Posted on 05/26/2010 7:12:52 PM PDT by edpc
"A symphony of death." That's the chilling phrase that Kurt Campbell, who is now Assistant Secretary of State for East Asian and Pacific Affairs in the Obama Administration, once used to describe the likely outcome of any military encounter on the Korean peninsula between the U.S., its ally South Korea and their mutual enemy across the 38th parallel in the North. The possibility of war breaking out once again in Korea is so unthinkable that a lot of people in various military establishments - the Pentagon, South Korea's armed forces and China's People's Liberation Army - actually spend a lot of time thinking about it. The truce between North and South has lasted for 57 years, but a peace treaty has never been signed, and now, in the wake of the North's attack on a South Korean naval vessel - and the South's formal accusation that the Cheonan was sunk by a North Korean torpedo - tensions are at their highest level since 1994, when North Korea threatened to turn Seoul into a "sea of fire."

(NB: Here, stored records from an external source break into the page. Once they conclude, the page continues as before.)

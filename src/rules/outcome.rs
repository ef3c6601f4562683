//! Tagged result of applying an action.
//!
//! Internally every rule returns `ActionOutcome`; the public per-action
//! functions collapse a rejection back into the unchanged input state.

use thiserror::Error;

use crate::core::GameState;

/// Why the engine refused an action.
#[derive(Clone, Copy, Debug, PartialEq, Eq, Hash, Error)]
pub enum RejectReason {
    #[error("the game is already over")]
    GameOver,
    #[error("action not allowed in the current phase")]
    WrongPhase,
    #[error("player is not entitled to act")]
    NotYourTurn,
    #[error("card is not in hand")]
    CardNotInHand,
    #[error("card is not in the shop")]
    CardNotInShop,
    #[error("not enough mana")]
    InsufficientMana,
    #[error("not enough hp to pay the card's hp cost")]
    InsufficientHp,
    #[error("not enough gold")]
    InsufficientGold,
    #[error("not enough gold on deposit")]
    InsufficientDeposit,
    #[error("hand is full")]
    HandFull,
    #[error("lands are full")]
    LandsFull,
    #[error("a card of this category was already played this turn")]
    CategoryAlreadyPlayed,
    #[error("already purchased a card this turn")]
    AlreadyPurchased,
    #[error("target is not a living opponent")]
    InvalidTarget,
    #[error("this card needs a target")]
    MissingTarget,
    #[error("card cannot be used for this action")]
    IncompatibleCard,
    #[error("no attack is pending")]
    NoPendingAttack,
    #[error("amount must be non-zero")]
    ZeroAmount,
    #[error("balance would overflow")]
    BalanceOverflow,
}

/// Result of an engine transition.
#[derive(Clone, Debug, PartialEq)]
pub enum ActionOutcome {
    Applied(GameState),
    Rejected(RejectReason),
}

impl ActionOutcome {
    #[must_use]
    pub fn is_applied(&self) -> bool {
        matches!(self, ActionOutcome::Applied(_))
    }

    /// The rejection reason, if any.
    #[must_use]
    pub fn reason(&self) -> Option<RejectReason> {
        match self {
            ActionOutcome::Applied(_) => None,
            ActionOutcome::Rejected(reason) => Some(*reason),
        }
    }

    /// The new state, or a clone of `original` when rejected.
    #[must_use]
    pub fn or_unchanged(self, original: &GameState) -> GameState {
        match self {
            ActionOutcome::Applied(state) => state,
            ActionOutcome::Rejected(reason) => {
                log::debug!("action rejected: {reason}");
                original.clone()
            }
        }
    }

    /// Convert into a `Result`.
    pub fn into_result(self) -> Result<GameState, RejectReason> {
        match self {
            ActionOutcome::Applied(state) => Ok(state),
            ActionOutcome::Rejected(reason) => Err(reason),
        }
    }
}

impl From<Result<GameState, RejectReason>> for ActionOutcome {
    fn from(result: Result<GameState, RejectReason>) -> Self {
        match result {
            Ok(state) => ActionOutcome::Applied(state),
            Err(reason) => ActionOutcome::Rejected(reason),
        }
    }
}
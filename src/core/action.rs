//! Action requests.
//!
//! An `Action` is the tagged value a caller (UI, room layer, search agent)
//! hands to the engine. Each variant maps 1:1 onto an engine entry point.
//! Serialized with an internal `type` tag:
//!
//! ```
//! use card_conquest::core::{Action, PlayerId};
//!
//! let action = Action::play("fire_arrows#3", Some(PlayerId::new(1)));
//! let json = serde_json::to_string(&action).unwrap();
//! assert_eq!(json, r#"{"type":"play_card","card_id":"fire_arrows#3","target":1}"#);
//! ```

use serde::{Deserialize, Serialize};
use smallvec::SmallVec;

use super::player::PlayerId;

/// Card ids carried by multi-card actions.
pub type CardIds = SmallVec<[String; 2]>;

#[derive(Clone, Debug, PartialEq, Eq, Hash, Serialize, Deserialize)]
#[serde(tag = "type", rename_all = "snake_case")]
pub enum Action {
    /// Pass the turn to the next living player.
    EndTurn,

    /// Resolve a card from hand immediately.
    PlayCard {
        card_id: String,
        #[serde(default)]
        target: Option<PlayerId>,
    },

    /// Commit attack cards against a target, opening its defense phase.
    Attack { card_ids: CardIds, target: PlayerId },

    /// Buy a card from the shop offer.
    BuyCard { card_id: String },

    /// Sell a card from hand for half its price.
    SellCard { card_id: String },

    /// Defender discards defense cards to reduce incoming damage.
    Repel { card_ids: CardIds },

    /// Defender accepts the incoming damage.
    TakeDamage,
}

impl Action {
    #[must_use]
    pub fn play(card_id: impl Into<String>, target: Option<PlayerId>) -> Self {
        Action::PlayCard { card_id: card_id.into(), target }
    }

    #[must_use]
    pub fn attack(card_id: impl Into<String>, target: PlayerId) -> Self {
        let mut card_ids = CardIds::new();
        card_ids.push(card_id.into());
        Action::Attack { card_ids, target }
    }

    #[must_use]
    pub fn buy(card_id: impl Into<String>) -> Self {
        Action::BuyCard { card_id: card_id.into() }
    }

    #[must_use]
    pub fn sell(card_id: impl Into<String>) -> Self {
        Action::SellCard { card_id: card_id.into() }
    }

    #[must_use]
    pub fn repel(card_id: impl Into<String>) -> Self {
        let mut card_ids = CardIds::new();
        card_ids.push(card_id.into());
        Action::Repel { card_ids }
    }

    /// The wire tag of this action.
    #[must_use]
    pub fn tag(&self) -> &'static str {
        match self {
            Action::EndTurn => "end_turn",
            Action::PlayCard { .. } => "play_card",
            Action::Attack { .. } => "attack",
            Action::BuyCard { .. } => "buy_card",
            Action::SellCard { .. } => "sell_card",
            Action::Repel { .. } => "repel",
            Action::TakeDamage => "take_damage",
        }
    }
}

impl std::fmt::Display for Action {
    fn fmt(&self, f: &mut std::fmt::Formatter<'_>) -> std::fmt::Result {
        match self {
            Action::EndTurn | Action::TakeDamage => f.write_str(self.tag()),
            Action::PlayCard { card_id, target: Some(t) } => write!(f, "play {card_id} -> {t}"),
            Action::PlayCard { card_id, target: None } => write!(f, "play {card_id}"),
            Action::Attack { card_ids, target } => write!(f, "attack {} -> {target}", card_ids.join("+")),
            Action::BuyCard { card_id } => write!(f, "buy {card_id}"),
            Action::SellCard { card_id } => write!(f, "sell {card_id}"),
            Action::Repel { card_ids } => write!(f, "repel with {}", card_ids.join("+")),
        }
    }
}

(Excerpt) Read more at news.yahoo.com ...
You have to laugh when an MSM analysis includes Monty Python references. But the author is correct. Things can get out of hand very quickly.
I bet tensions were high in 1996 when the Nork mini-sub beached itself and 26 Norks tried to kill their way back to the border for 46 days or something like that.
It wouldn’t be a lomg “symphony of death” if we just nuked the bastards if this breaks out and get it over with.
Replace the 1812 Overture cannons with Bikini Atoll test audio.
Kinda like the end of Dr Strangelove?